# What you need to do
Repeat the listing below in full, keeping each word as given.

*** Opening Source material ***

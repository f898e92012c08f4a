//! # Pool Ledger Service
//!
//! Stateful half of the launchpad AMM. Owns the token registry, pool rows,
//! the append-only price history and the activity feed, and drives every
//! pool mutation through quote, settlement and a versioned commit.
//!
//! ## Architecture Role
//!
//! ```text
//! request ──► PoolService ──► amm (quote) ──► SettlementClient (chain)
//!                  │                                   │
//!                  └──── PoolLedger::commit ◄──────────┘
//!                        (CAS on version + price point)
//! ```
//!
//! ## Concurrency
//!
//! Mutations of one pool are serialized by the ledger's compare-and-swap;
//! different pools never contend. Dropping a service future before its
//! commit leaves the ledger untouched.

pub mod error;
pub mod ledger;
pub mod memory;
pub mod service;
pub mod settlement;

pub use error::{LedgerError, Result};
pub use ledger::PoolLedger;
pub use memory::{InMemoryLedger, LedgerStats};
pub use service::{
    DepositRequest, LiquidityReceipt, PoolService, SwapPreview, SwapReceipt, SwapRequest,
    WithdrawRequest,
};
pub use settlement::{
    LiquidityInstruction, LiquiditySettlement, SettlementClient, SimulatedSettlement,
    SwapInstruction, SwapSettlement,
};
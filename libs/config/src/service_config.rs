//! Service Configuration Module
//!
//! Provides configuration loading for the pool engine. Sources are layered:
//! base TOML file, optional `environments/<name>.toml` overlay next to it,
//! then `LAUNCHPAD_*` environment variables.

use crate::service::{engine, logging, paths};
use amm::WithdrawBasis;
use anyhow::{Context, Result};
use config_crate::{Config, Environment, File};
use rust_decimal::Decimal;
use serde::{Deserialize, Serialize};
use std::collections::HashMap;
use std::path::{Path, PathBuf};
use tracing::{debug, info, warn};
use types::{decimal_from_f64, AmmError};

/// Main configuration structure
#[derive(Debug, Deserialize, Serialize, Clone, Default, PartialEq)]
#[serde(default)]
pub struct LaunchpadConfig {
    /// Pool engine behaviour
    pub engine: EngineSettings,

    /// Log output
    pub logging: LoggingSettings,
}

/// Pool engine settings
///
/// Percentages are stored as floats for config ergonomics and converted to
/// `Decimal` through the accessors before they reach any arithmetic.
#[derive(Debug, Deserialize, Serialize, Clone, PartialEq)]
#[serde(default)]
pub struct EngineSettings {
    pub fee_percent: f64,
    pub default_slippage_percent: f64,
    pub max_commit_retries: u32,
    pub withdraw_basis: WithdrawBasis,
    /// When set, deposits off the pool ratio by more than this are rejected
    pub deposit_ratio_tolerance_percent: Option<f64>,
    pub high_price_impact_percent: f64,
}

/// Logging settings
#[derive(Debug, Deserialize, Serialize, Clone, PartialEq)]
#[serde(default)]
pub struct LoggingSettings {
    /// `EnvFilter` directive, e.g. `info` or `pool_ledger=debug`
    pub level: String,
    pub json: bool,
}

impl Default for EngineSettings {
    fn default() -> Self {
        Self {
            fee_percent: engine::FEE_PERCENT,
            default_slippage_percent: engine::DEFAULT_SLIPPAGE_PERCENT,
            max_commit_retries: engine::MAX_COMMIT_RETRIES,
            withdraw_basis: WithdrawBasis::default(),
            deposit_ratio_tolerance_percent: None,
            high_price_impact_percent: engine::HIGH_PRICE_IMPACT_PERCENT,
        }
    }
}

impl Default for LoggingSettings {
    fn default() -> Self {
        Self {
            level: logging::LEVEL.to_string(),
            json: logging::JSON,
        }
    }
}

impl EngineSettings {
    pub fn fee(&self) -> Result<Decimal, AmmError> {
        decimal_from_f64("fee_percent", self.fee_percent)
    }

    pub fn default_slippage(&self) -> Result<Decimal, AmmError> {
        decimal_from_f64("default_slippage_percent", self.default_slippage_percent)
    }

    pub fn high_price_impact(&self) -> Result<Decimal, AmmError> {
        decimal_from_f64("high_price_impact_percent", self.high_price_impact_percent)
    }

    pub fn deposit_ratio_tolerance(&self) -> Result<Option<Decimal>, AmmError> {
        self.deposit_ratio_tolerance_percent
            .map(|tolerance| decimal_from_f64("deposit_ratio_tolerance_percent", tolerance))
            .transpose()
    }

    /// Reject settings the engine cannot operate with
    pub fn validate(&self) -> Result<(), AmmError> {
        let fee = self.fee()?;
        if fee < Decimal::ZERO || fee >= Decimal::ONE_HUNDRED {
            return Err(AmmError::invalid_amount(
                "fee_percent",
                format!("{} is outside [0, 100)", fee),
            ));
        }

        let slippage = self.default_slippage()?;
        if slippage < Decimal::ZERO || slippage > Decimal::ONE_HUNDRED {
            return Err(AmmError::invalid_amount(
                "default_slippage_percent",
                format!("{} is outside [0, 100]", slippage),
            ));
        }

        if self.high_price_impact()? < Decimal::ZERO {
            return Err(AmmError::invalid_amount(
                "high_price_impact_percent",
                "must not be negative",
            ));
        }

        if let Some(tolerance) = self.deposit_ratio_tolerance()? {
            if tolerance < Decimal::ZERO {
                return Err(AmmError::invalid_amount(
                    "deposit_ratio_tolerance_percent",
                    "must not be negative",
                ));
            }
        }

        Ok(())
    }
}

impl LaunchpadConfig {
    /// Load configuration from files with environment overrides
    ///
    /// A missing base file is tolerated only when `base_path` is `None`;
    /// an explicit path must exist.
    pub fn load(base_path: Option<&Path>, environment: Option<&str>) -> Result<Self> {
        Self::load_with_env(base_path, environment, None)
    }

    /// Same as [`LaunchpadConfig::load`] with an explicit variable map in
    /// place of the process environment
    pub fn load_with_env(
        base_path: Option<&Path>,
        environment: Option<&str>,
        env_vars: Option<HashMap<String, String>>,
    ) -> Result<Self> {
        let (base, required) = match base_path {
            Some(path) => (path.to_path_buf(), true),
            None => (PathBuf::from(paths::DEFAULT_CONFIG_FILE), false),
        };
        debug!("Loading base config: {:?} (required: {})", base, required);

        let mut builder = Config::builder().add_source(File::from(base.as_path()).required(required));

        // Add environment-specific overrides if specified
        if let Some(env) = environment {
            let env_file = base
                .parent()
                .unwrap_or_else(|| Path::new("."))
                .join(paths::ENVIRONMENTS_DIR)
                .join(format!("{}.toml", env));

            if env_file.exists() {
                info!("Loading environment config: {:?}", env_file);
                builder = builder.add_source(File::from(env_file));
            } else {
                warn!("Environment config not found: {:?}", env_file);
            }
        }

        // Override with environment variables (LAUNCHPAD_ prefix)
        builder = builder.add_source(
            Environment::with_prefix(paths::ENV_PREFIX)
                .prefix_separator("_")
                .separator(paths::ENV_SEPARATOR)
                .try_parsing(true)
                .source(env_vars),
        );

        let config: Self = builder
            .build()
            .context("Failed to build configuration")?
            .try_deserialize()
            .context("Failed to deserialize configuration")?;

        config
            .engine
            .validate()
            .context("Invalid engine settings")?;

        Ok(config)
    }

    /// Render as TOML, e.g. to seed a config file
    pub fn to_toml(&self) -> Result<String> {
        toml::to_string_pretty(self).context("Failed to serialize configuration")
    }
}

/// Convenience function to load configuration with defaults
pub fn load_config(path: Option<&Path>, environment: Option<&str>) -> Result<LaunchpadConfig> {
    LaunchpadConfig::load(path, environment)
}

*** Closing Source material ***

# Result of this exercise
repository f898e92012c08f4a
//! # Pool Ledger Service
//!
//! Stateful half of the launchpad AMM. Owns the token registry, pool rows,
//! the append-only price history and the activity feed, and drives every
//! pool mutation through quote, settlement and a versioned commit.
//!
//! ## Architecture Role
//!
//! ```text
//! request ──► PoolService ──► amm (quote) ──► SettlementClient (chain)
//!                  │                                   │
//!                  └──── PoolLedger::commit ◄──────────┘
//!                        (CAS on version + price point)
//! ```
//!
//! ## Concurrency
//!
//! Mutations of one pool are serialized by the ledger's compare-and-swap;
//! different pools never contend. Dropping a service future before its
//! commit leaves the ledger untouched.

pub mod error;
pub mod ledger;
pub mod memory;
pub mod service;
pub mod settlement;

pub use error::{LedgerError, Result};
pub use ledger::PoolLedger;
pub use memory::{InMemoryLedger, LedgerStats};
pub use service::{
    DepositRequest, LiquidityReceipt, PoolService, SwapPreview, SwapReceipt, SwapRequest,
    WithdrawRequest,
};
pub use settlement::{
    LiquidityInstruction, LiquiditySettlement, SettlementClient, SimulatedSettlement,
    SwapInstruction, SwapSettlement,
};
filename libs/config/src/service_config.rs
//! Service Configuration Module
//!
//! Provides configuration loading for the pool engine. Sources are layered:
//! base TOML file, optional `environments/<name>.toml` overlay next to it,
//! then `LAUNCHPAD_*` environment variables.

use crate::service::{engine, logging, paths};
use amm::WithdrawBasis;
use anyhow::{Context, Result};
use config_crate::{Config, Environment, File};
use rust_decimal::Decimal;
use serde::{Deserialize, Serialize};
use std::collections::HashMap;
use std::path::{Path, PathBuf};
use tracing::{debug, info, warn};
use types::{decimal_from_f64, AmmError};

/// Main configuration structure
#[derive(Debug, Deserialize, Serialize, Clone, Default, PartialEq)]
#[serde(default)]
pub struct LaunchpadConfig {
    /// Pool engine behaviour
    pub engine: EngineSettings,

    /// Log output
    pub logging: LoggingSettings,
}

/// Pool engine settings
///
/// Percentages are stored as floats for config ergonomics and converted to
/// `Decimal` through the accessors before they reach any arithmetic.
#[derive(Debug, Deserialize, Serialize, Clone, PartialEq)]
#[serde(default)]
pub struct EngineSettings {
    pub fee_percent: f64,
    pub default_slippage_percent: f64,
    pub max_commit_retries: u32,
    pub withdraw_basis: WithdrawBasis,
    /// When set, deposits off the pool ratio by more than this are rejected
    pub deposit_ratio_tolerance_percent: Option<f64>,
    pub high_price_impact_percent: f64,
}

/// Logging settings
#[derive(Debug, Deserialize, Serialize, Clone, PartialEq)]
#[serde(default)]
pub struct LoggingSettings {
    /// `EnvFilter` directive, e.g. `info` or `pool_ledger=debug`
    pub level: String,
    pub json: bool,
}

impl Default for EngineSettings {
    fn default() -> Self {
        Self {
            fee_percent: engine::FEE_PERCENT,
            default_slippage_percent: engine::DEFAULT_SLIPPAGE_PERCENT,
            max_commit_retries: engine::MAX_COMMIT_RETRIES,
            withdraw_basis: WithdrawBasis::default(),
            deposit_ratio_tolerance_percent: None,
            high_price_impact_percent: engine::HIGH_PRICE_IMPACT_PERCENT,
        }
    }
}

impl Default for LoggingSettings {
    fn default() -> Self {
        Self {
            level: logging::LEVEL.to_string(),
            json: logging::JSON,
        }
    }
}

impl EngineSettings {
    pub fn fee(&self) -> Result<Decimal, AmmError> {
        decimal_from_f64("fee_percent", self.fee_percent)
    }

    pub fn default_slippage(&self) -> Result<Decimal, AmmError> {
        decimal_from_f64("default_slippage_percent", self.default_slippage_percent)
    }

    pub fn high_price_impact(&self) -> Result<Decimal, AmmError> {
        decimal_from_f64("high_price_impact_percent", self.high_price_impact_percent)
    }

    pub fn deposit_ratio_tolerance(&self) -> Result<Option<Decimal>, AmmError> {
        self.deposit_ratio_tolerance_percent
            .map(|tolerance| decimal_from_f64("deposit_ratio_tolerance_percent", tolerance))
            .transpose()
    }

    /// Reject settings the engine cannot operate with
    pub fn validate(&self) -> Result<(), AmmError> {
        let fee = self.fee()?;
        if fee < Decimal::ZERO || fee >= Decimal::ONE_HUNDRED {
            return Err(AmmError::invalid_amount(
                "fee_percent",
                format!("{} is outside [0, 100)", fee),
            ));
        }

        let slippage = self.default_slippage()?;
        if slippage < Decimal::ZERO || slippage > Decimal::ONE_HUNDRED {
            return Err(AmmError::invalid_amount(
                "default_slippage_percent",
                format!("{} is outside [0, 100]", slippage),
            ));
        }

        if self.high_price_impact()? < Decimal::ZERO {
            return Err(AmmError::invalid_amount(
                "high_price_impact_percent",
                "must not be negative",
            ));
        }

        if let Some(tolerance) = self.deposit_ratio_tolerance()? {
            if tolerance < Decimal::ZERO {
                return Err(AmmError::invalid_amount(
                    "deposit_ratio_tolerance_percent",
                    "must not be negative",
                ));
            }
        }

        Ok(())
    }
}

impl LaunchpadConfig {
    /// Load configuration from files with environment overrides
    ///
    /// A missing base file is tolerated only when `base_path` is `None`;
    /// an explicit path must exist.
    pub fn load(base_path: Option<&Path>, environment: Option<&str>) -> Result<Self> {
        Self::load_with_env(base_path, environment, None)
    }

    /// Same as [`LaunchpadConfig::load`] with an explicit variable map in
    /// place of the process environment
    pub fn load_with_env(
        base_path: Option<&Path>,
        environment: Option<&str>,
        env_vars: Option<HashMap<String, String>>,
    ) -> Result<Self> {
        let (base, required) = match base_path {
            Some(path) => (path.to_path_buf(), true),
            None => (PathBuf::from(paths::DEFAULT_CONFIG_FILE), false),
        };
        debug!("Loading base config: {:?} (required: {})", base, required);

        let mut builder = Config::builder().add_source(File::from(base.as_path()).required(required));

        // Add environment-specific overrides if specified
        if let Some(env) = environment {
            let env_file = base
                .parent()
                .unwrap_or_else(|| Path::new("."))
                .join(paths::ENVIRONMENTS_DIR)
                .join(format!("{}.toml", env));

            if env_file.exists() {
                info!("Loading environment config: {:?}", env_file);
                builder = builder.add_source(File::from(env_file));
            } else {
                warn!("Environment config not found: {:?}", env_file);
            }
        }

        // Override with environment variables (LAUNCHPAD_ prefix)
        builder = builder.add_source(
            Environment::with_prefix(paths::ENV_PREFIX)
                .prefix_separator("_")
                .separator(paths::ENV_SEPARATOR)
                .try_parsing(true)
                .source(env_vars),
        );

        let config: Self = builder
            .build()
            .context("Failed to build configuration")?
            .try_deserialize()
            .context("Failed to deserialize configuration")?;

        config
            .engine
            .validate()
            .context("Invalid engine settings")?;

        Ok(config)
    }

    /// Render as TOML, e.g. to seed a config file
    pub fn to_toml(&self) -> Result<String> {
        toml::to_string_pretty(self).context("Failed to serialize configuration")
    }
}

/// Convenience function to load configuration with defaults
pub fn load_config(path: Option<&Path>, environment: Option<&str>) -> Result<LaunchpadConfig> {
    LaunchpadConfig::load(path, environment)
}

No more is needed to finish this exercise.